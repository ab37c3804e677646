//! Backends command implementation.

use anyhow::Result;
use console::style;

use skinfaxi_engine::{Config, Services, handle_list_backends};
use skinfaxi_hal::Backend;

/// Execute the backends command.
pub async fn execute() -> Result<()> {
    println!("{} Available backends:\n", style("Skinfaxi").cyan().bold());

    let config = Config::from_env();
    let services = Services::init(&config).await?;

    // Local simulator is always present.
    let caps = services.simulator.capabilities();
    println!(
        "  {} {} (local)",
        style("●").green(),
        style(&caps.name).bold()
    );
    println!("    Qubits: {}", caps.num_qubits);
    println!("    Max shots: {}", caps.max_shots);
    println!();

    // Remote listing (or the enablement hint).
    println!("{}", handle_list_backends(&services).await);

    Ok(())
}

= = =

Exercise aim ::
Look for the line with "Backends command implementation." in the listing above. Print it and each later line exactly, ending with the last line.

Expected output ::
//! Backends command implementation.

use anyhow::Result;
use console::style;

use skinfaxi_engine::{Config, Services, handle_list_backends};
use skinfaxi_hal::Backend;

/// Execute the backends command.
pub async fn execute() -> Result<()> {
    println!("{} Available backends:\n", style("Skinfaxi").cyan().bold());

    let config = Config::from_env();
    let services = Services::init(&config).await?;

    // Local simulator is always present.
    let caps = services.simulator.capabilities();
    println!(
        "  {} {} (local)",
        style("●").green(),
        style(&caps.name).bold()
    );
    println!("    Qubits: {}", caps.num_qubits);
    println!("    Max shots: {}", caps.max_shots);
    println!();

    // Remote listing (or the enablement hint).
    println!("{}", handle_list_backends(&services).await);

    Ok(())
}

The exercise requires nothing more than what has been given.